Hi, deza!
I just read the thread and its replies. If it's any relief, I would be going mad too, every thing that does not go according to what I believe to be standard makes me wonder if the whole thing got screwed up, so I totally understand.
I did not know they could go on for a week, so it's great to hear what smokey had to say about it:
This should be of relief.
I will explain what I did, which is the only thing I can do for you (and it does not mean that yours will not sprout at all if you didn't do the same thing as me. Remember, I'm the noobest of the noobs).
1. I placed 8 seeds in between two papel towers inside two dishes. 36 hours later, 6 of them were showing the radicle (approximately the same size as the seed itself). In another 6 hours, another seed showed radicle. One of them did not make it (they say 7 out of 8 it's great, but it made me a bit sad, actually, since I see them as a family).
2. Then, I inserted them at the same distance you did below surface (with the radicle pointing down, which I saw in Jorge Cervantes DVD, Ultimate Grow I, although I don't know if this is really necessary —I don't think nature is so delicate puting seeds—
. After placing every seed, I watered them with water and root stimulator and bottled water until saturation (water comes out from the bottom). I put the
3. 36 hours after planting, 2 out of 7 had sprouted. The rest showed up consecutively within 24-36 hours, I would say. So, basically, it took 72 hours for them to sprout.
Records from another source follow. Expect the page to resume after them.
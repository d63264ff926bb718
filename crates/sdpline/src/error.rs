use thiserror::Error;

/// A type alias for handling `Result`s with `Error`
pub type Result<T> = std::result::Result<T, Error>;

/// Errors that can occur while decoding or re-serializing session descriptions
#[derive(Error, Debug)]
pub enum Error {
    /// A payload list contained a token that is not a decimal number
    #[error("Invalid payload type: {0:?}")]
    InvalidPayload(String),

    /// A remote-candidates value did not decompose into component/ip/port triples
    #[error("Invalid remote-candidates list: {0}")]
    InvalidRemoteCandidates(String),

    /// Moving between the generic attribute tree and the typed schema failed
    #[error("Schema projection error: {0}")]
    Projection(#[from] serde_json::Error),
}
#![allow(dead_code)]

use serde_json::json;
use std::io::{BufRead, BufReader, Write};
use std::path::PathBuf;
use std::process::{Child, ChildStdin, ChildStdout, Command, Stdio};
use std::time::{SystemTime, UNIX_EPOCH};

pub struct Sidecar {
    child: Child,
    stdin: ChildStdin,
    reader: BufReader<ChildStdout>,
}

pub fn temp_dir(prefix: &str) -> PathBuf {
    let p = std::env::temp_dir().join(format!(
        "{}-{}",
        prefix,
        SystemTime::now()
            .duration_since(UNIX_EPOCH)
            .expect("clock")
            .as_nanos()
    ));
    std::fs::create_dir_all(&p).expect("create temp dir");
    p
}

impl Sidecar {
    pub fn spawn() -> Self {
        Self::spawn_with_args(&[])
    }

    pub fn spawn_with_args(args: &[&str]) -> Self {
        let exe = env!("CARGO_BIN_EXE_marksd");
        let mut child = Command::new(exe)
            .args(args)
            .env_remove("MARKSD_CONFIG")
            .stdin(Stdio::piped())
            .stdout(Stdio::piped())
            .stderr(Stdio::null())
            .spawn()
            .expect("spawn marksd");
        let stdin = child.stdin.take().expect("child stdin");
        let stdout = child.stdout.take().expect("child stdout");
        Self {
            child,
            stdin,
            reader: BufReader::new(stdout),
        }
    }

    pub fn send_line(&mut self, line: &str) -> serde_json::Value {
        writeln!(self.stdin, "{}", line).expect("write request");
        self.stdin.flush().expect("flush request");

        let mut out = String::new();
        self.reader.read_line(&mut out).expect("read response line");
        assert!(!out.trim().is_empty(), "empty response for {}", line);
        serde_json::from_str(out.trim()).expect("parse response json")
    }

    pub fn request(
        &mut self,
        id: &str,
        method: &str,
        params: serde_json::Value,
    ) -> serde_json::Value {
        let payload = json!({
            "id": id,
            "method": method,
            "params": params,
        });
        let value = self.send_line(&payload.to_string());
        assert_eq!(value.get("id").and_then(|v| v.as_str()), Some(id));
        value
    }

    pub fn request_ok(
        &mut self,
        id: &str,
        method: &str,
        params: serde_json::Value,
    ) -> serde_json::Value {
        let value = self.request(id, method, params);
        assert!(
            value.get("ok").and_then(|v| v.as_bool()).unwrap_or(false),
            "{} failed: {}",
            method,
            value
        );
        value.get("result").cloned().unwrap_or_else(|| json!({}))
    }

    pub fn request_err(
        &mut self,
        id: &str,
        method: &str,
        params: serde_json::Value,
    ) -> serde_json::Value {
        let value = self.request(id, method, params);
        assert_eq!(
            value.get("ok").and_then(|v| v.as_bool()),
            Some(false),
            "{} unexpectedly succeeded: {}",
            method,
            value
        );
        value.get("error").cloned().expect("error object")
    }

    pub fn close(mut self) {
        drop(self.stdin);
        let _ = self.child.wait();
    }
}

pub fn error_code(error: &serde_json::Value) -> &str {
    error.get("code").and_then(|v| v.as_str()).unwrap_or("")
}

pub fn open_form(sc: &mut Sidecar, subjects: serde_json::Value) -> String {
    let opened = sc.request_ok(
        "open",
        "forms.open",
        json!({
            "header": { "class": "8", "section": "A", "terminal": "first", "rollNo": "7" },
            "subjects": subjects,
        }),
    );
    opened
        .get("formId")
        .and_then(|v| v.as_str())
        .expect("formId")
        .to_string()
}
use tracing_subscriber::{layer::SubscriberExt, util::SubscriberInitExt, EnvFilter};

/// Logs go to stderr; stdout carries the protocol.
pub fn init(verbose: bool) {
    let default = if verbose { "marksd=debug" } else { "marksd=info" };
    let filter = EnvFilter::try_from_default_env().unwrap_or_else(|_| EnvFilter::new(default));

    tracing_subscriber::registry()
        .with(filter)
        .with(
            tracing_subscriber::fmt::layer()
                .with_writer(std::io::stderr)
                .with_ansi(false)
                .with_target(false)
                .compact(),
        )
        .init();
}
mod error;
mod handlers;
mod router;
mod types;

pub use router::handle_request;
pub use types::{AppState, Request};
The closet where I placed the pots since I planted them was located in a room with high relative humidity (65%) and a temperature ranging from 19.5 to 21.4 ºC. I placed the pots under 2 poor studying lights (aprox. 40 W each) all the time until they sprouted. Since then, I gave them 18 hour light and 6 of darkness.
What I would do is to follow smokey advise and wait (after all, if people have to wait up to 1 week sometimes, why should anything be wrong with your seeds?). And if they don't show up then look for them in the soil and see what's going on, like massah said.
Also, I saw the pics and at least on the picture you took, soil seems to be flooded (surface is shining). I'm guesing you took the picture after watering. Otherwise, they do not need to be flooded to sprout (I don't even know if that's good). As I said, after planting I just sataurated the pots, let them get rid of excess water through the pots' draining and wait.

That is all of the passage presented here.